Adding infinispan-dev, that's the correct place to discuss this.
Cheers
Manik
On 7 Jun 2013, at 13:39, Radim Vansa <rvansa(a)redhat.com> wrote:
Hi,
recently I was looking into the performance of PutMapCommand and what's in fact going
on under the hood. From what I've seen (not from the code but from message flow
analysis), in non-transactional synchronous mode this happens:
A wants to execute PutMapCommand with many keys - let's assume that in fact the keys
span all nodes in the cluster.
1. A locks all local keys and sends via unicast a message to each primary owner of some
of the keys in the map
2. A sends unicast message to each node, requesting the operation
3. Each node locks its keys and sends multicast message to ALL other nodes in the
cluster
This happens N - 1 times:
4. Each node receives the multicast message, (updates the non-primary segments) and sends
reply back to the sender of mcast message.
5. The primary owners send confirmation back to A.
Let's compute how many messages are here received - it's
N - 1 // A's request
(N - 1) * (N - 1) // multicast message received
(N - 1) * (N - 1) // reply to the multicast message received
N - 1 // response to A
That's 2*N^2 - 2*N messages. In case nobody needs flow control replenishments,
nothing is lost etc.

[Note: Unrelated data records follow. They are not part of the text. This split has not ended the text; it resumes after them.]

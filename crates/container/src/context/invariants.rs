use std::sync::Arc;
use std::sync::atomic::{AtomicUsize, Ordering};

use caisson_model::{CmpVersion, ComponentKind, SecurityIdentity, TransactionType, Value};

use super::{ContextGuard, InvocationContext, Operation, Phase, caller_principal, current, get_rollback_only, is_caller_in_role, primary_key, set_rollback_only, user_transaction};
use crate::descriptor::RuntimeDescriptor;
use crate::{ContextError, IllegalState, LocalTransactionManager, StaticSecurityService, TransactionManager, TxError, TxHandle, TxStatus};

/// Counts every call that reaches the manager.
#[derive(Default)]
struct RecordingManager {
	inner: LocalTransactionManager,
	calls: AtomicUsize,
}

impl RecordingManager {
	fn record(&self) {
		self.calls.fetch_add(1, Ordering::SeqCst);
	}
}

impl TransactionManager for RecordingManager {
	fn begin(&self) -> Result<TxHandle, TxError> {
		self.record();
		self.inner.begin()
	}

	fn commit(&self) -> Result<(), TxError> {
		self.record();
		self.inner.commit()
	}

	fn rollback(&self) -> Result<(), TxError> {
		self.record();
		self.inner.rollback()
	}

	fn set_rollback_only(&self) -> Result<(), TxError> {
		self.record();
		self.inner.set_rollback_only()
	}

	fn status(&self) -> TxStatus {
		self.record();
		self.inner.status()
	}

	fn suspend(&self) -> Option<TxHandle> {
		self.record();
		self.inner.suspend()
	}

	fn resume(&self, tx: TxHandle) -> Result<(), TxError> {
		self.record();
		self.inner.resume(tx)
	}
}

fn context(descriptor: RuntimeDescriptor, phase: Phase, transactions: Arc<dyn TransactionManager>) -> InvocationContext {
	InvocationContext {
		descriptor: Arc::new(descriptor),
		primary_key: None,
		identity: SecurityIdentity::user("alice", ["clerk"]),
		phase,
		transactions,
		security: Arc::new(StaticSecurityService),
	}
}

fn local() -> Arc<dyn TransactionManager> {
	Arc::new(LocalTransactionManager::new())
}

/// Must refuse `setRollbackOnly` to bean-managed components without calling
/// the transaction manager.
///
/// * Enforced in: `Operation::legal_phases`, `InvocationContext::check`
/// * Failure symptom: a bean-managed component marks a transaction it does not own.
#[cfg_attr(test, test)]
pub(crate) fn test_bean_managed_set_rollback_only_is_illegal() {
	let manager = Arc::new(RecordingManager::default());
	let descriptor = RuntimeDescriptor::bare("PaymentBean", ComponentKind::Stateless, TransactionType::Bean);
	let _guard = ContextGuard::enter(context(descriptor, Phase::Business, manager.clone()));

	let error = set_rollback_only().unwrap_err();

	assert!(matches!(
		error,
		ContextError::IllegalState {
			operation: Operation::SetRollbackOnly,
			reason: IllegalState::Unsupported { .. },
		}
	));
	assert_eq!(manager.calls.load(Ordering::SeqCst), 0);
}

/// Must refuse every context operation when no invocation is active.
///
/// * Enforced in: `checked`
/// * Failure symptom: code running outside a call sees a stale or foreign context.
#[cfg_attr(test, test)]
pub(crate) fn test_no_active_invocation() {
	assert!(current().is_none());
	assert!(matches!(
		caller_principal(),
		Err(ContextError::IllegalState {
			reason: IllegalState::NoActiveInvocation,
			..
		})
	));
	assert!(is_caller_in_role("clerk").is_err());
	assert!(user_transaction().is_err());
	assert!(primary_key().is_err());
}

/// Must refuse caller identity during dependency injection.
///
/// * Enforced in: `Operation::legal_phases`
/// * Failure symptom: injection code observes a caller that does not exist yet.
#[cfg_attr(test, test)]
pub(crate) fn test_caller_principal_illegal_during_injection() {
	let descriptor = RuntimeDescriptor::bare("CartBean", ComponentKind::Stateful, TransactionType::Container);
	{
		let _guard = ContextGuard::enter(context(descriptor, Phase::Injection, local()));
		assert!(matches!(
			caller_principal(),
			Err(ContextError::IllegalState {
				reason: IllegalState::Phase { phase: Phase::Injection },
				..
			})
		));
	}

	let descriptor = RuntimeDescriptor::bare("CartBean", ComponentKind::Stateful, TransactionType::Container);
	let _guard = ContextGuard::enter(context(descriptor, Phase::Business, local()));
	assert_eq!(caller_principal().map(|p| p.name), Ok("alice".to_string()));
}

/// Must never offer role checks to message-driven components.
///
/// * Enforced in: `Operation::legal_phases`
/// * Failure symptom: a listener authorizes against a caller that has no identity.
#[cfg_attr(test, test)]
pub(crate) fn test_message_driven_has_no_role_checks() {
	let descriptor = RuntimeDescriptor::bare("AuditListener", ComponentKind::MessageDriven, TransactionType::Container);
	let _guard = ContextGuard::enter(context(descriptor, Phase::Business, local()));

	assert!(matches!(
		is_caller_in_role("clerk"),
		Err(ContextError::IllegalState {
			operation: Operation::IsCallerInRole,
			reason: IllegalState::Unsupported { .. },
		})
	));
}

/// Must restore the enclosing context when a nested guard drops, including
/// while unwinding.
///
/// * Enforced in: `ContextGuard::drop`
/// * Failure symptom: after a failed nested call the outer call runs as the wrong component.
#[cfg_attr(test, test)]
pub(crate) fn test_guard_restores_outer_context() {
	let outer = RuntimeDescriptor::bare("OrderBean", ComponentKind::Stateless, TransactionType::Container);
	let _outer = ContextGuard::enter(context(outer, Phase::Business, local()));

	{
		let inner = RuntimeDescriptor::bare("InventoryBean", ComponentKind::Stateless, TransactionType::Container);
		let _inner = ContextGuard::enter(context(inner, Phase::Business, local()));
		assert_eq!(current().map(|c| c.descriptor.deployment_id.clone()), Some("InventoryBean".to_string()));
	}
	assert_eq!(current().map(|c| c.descriptor.deployment_id.clone()), Some("OrderBean".to_string()));

	let unwound = std::panic::catch_unwind(|| {
		let inner = RuntimeDescriptor::bare("InventoryBean", ComponentKind::Stateless, TransactionType::Container);
		let _inner = ContextGuard::enter(context(inner, Phase::Business, local()));
		panic!("business method failed");
	});
	assert!(unwound.is_err());
	assert_eq!(current().map(|c| c.descriptor.deployment_id.clone()), Some("OrderBean".to_string()));
}

/// Must check role refs against the role they are linked to.
///
/// * Enforced in: `is_caller_in_role`
/// * Failure symptom: code-level role names bypass the deployer's role mapping.
#[cfg_attr(test, test)]
pub(crate) fn test_role_ref_follows_link() {
	let descriptor = RuntimeDescriptor::bare("OrderBean", ComponentKind::Stateless, TransactionType::Container).with_role_link("approver", "clerk");
	let _guard = ContextGuard::enter(context(descriptor, Phase::Business, local()));

	assert_eq!(is_caller_in_role("approver"), Ok(true));
	assert_eq!(is_caller_in_role("clerk"), Ok(true));
	assert_eq!(is_caller_in_role("admin"), Ok(false));
}

/// Must require an active transaction for rollback-only queries.
///
/// * Enforced in: `checked`
/// * Failure symptom: `getRollbackOnly` reports `false` for a call that has no transaction at all.
#[cfg_attr(test, test)]
pub(crate) fn test_rollback_only_requires_transaction() {
	let manager = local();
	let descriptor = RuntimeDescriptor::bare("OrderBean", ComponentKind::Stateless, TransactionType::Container);
	let _guard = ContextGuard::enter(context(descriptor, Phase::Business, Arc::clone(&manager)));

	assert!(matches!(
		get_rollback_only(),
		Err(ContextError::IllegalState {
			reason: IllegalState::NoTransaction,
			..
		})
	));

	manager.begin().unwrap();
	assert_eq!(get_rollback_only(), Ok(false));
	set_rollback_only().unwrap();
	assert_eq!(get_rollback_only(), Ok(true));
	manager.rollback().unwrap();
}

/// Must expose the primary key to entity components only, and not before create.
///
/// * Enforced in: `Operation::legal_phases`
/// * Failure symptom: session components read a meaningless key, or entities read one that is not assigned yet.
#[cfg_attr(test, test)]
pub(crate) fn test_primary_key_is_entity_only() {
	{
		let descriptor = RuntimeDescriptor::bare("CartBean", ComponentKind::Stateful, TransactionType::Container);
		let _guard = ContextGuard::enter(context(descriptor, Phase::Business, local()));
		assert!(primary_key().is_err());
	}
	{
		let descriptor = RuntimeDescriptor::bare("CustomerBean", ComponentKind::EntityCmp { version: CmpVersion::V2 }, TransactionType::Container);
		let _guard = ContextGuard::enter(context(descriptor, Phase::Create, local()));
		assert!(primary_key().is_err());
	}
	let descriptor = RuntimeDescriptor::bare("CustomerBean", ComponentKind::EntityCmp { version: CmpVersion::V2 }, TransactionType::Container);
	let mut ctx = context(descriptor, Phase::Business, local());
	ctx.primary_key = Some(Value::from(42));
	let _guard = ContextGuard::enter(ctx);
	assert_eq!(primary_key(), Ok(Value::from(42)));
}

/// Must hand bean-managed components a working user transaction.
///
/// * Enforced in: `user_transaction`
/// * Failure symptom: bean-managed demarcation silently operates on no transaction.
#[cfg_attr(test, test)]
pub(crate) fn test_user_transaction_for_bean_managed() {
	let manager = local();
	let descriptor = RuntimeDescriptor::bare("PaymentBean", ComponentKind::Stateful, TransactionType::Bean);
	let _guard = ContextGuard::enter(context(descriptor, Phase::Business, Arc::clone(&manager)));

	let utx = user_transaction().unwrap();
	utx.begin().unwrap();
	assert_eq!(manager.status(), TxStatus::Active);
	utx.commit().unwrap();
	assert_eq!(manager.status(), TxStatus::NoTransaction);
}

I don't like that ^2 exponent - does not look like the cluster is
really scaling. It could be fun to see execute it on 64-node cluster, spawning thousands
of messages just for one putAll (with, say 100 key-value pairs - I don't want to
compute the exact probability on how many nodes would such set of keys have primary
segments).
Could the requestor orchestrate the whole operation? The idea is that all messages are
sent only between requestor and other nodes, never between the other nodes. The requestor
would lock the primary keys by one set of messages (waiting for reply), updating the
non-primaries by another set of messages and then again unlocking all primaries by last
message.
The set of messages could be either unicast with selected keys only for the recipient, or
multicast with whole map - rationalization which one is actually better is subject to
performance test.
This results in 6*N - 6 messages (or 5*N - 5 if the last message wouldn't require the
reply). You can easily see when 5*(N - 1) is better than 2*N*(N - 1).
Or is this too similar to transactions with multiple keys?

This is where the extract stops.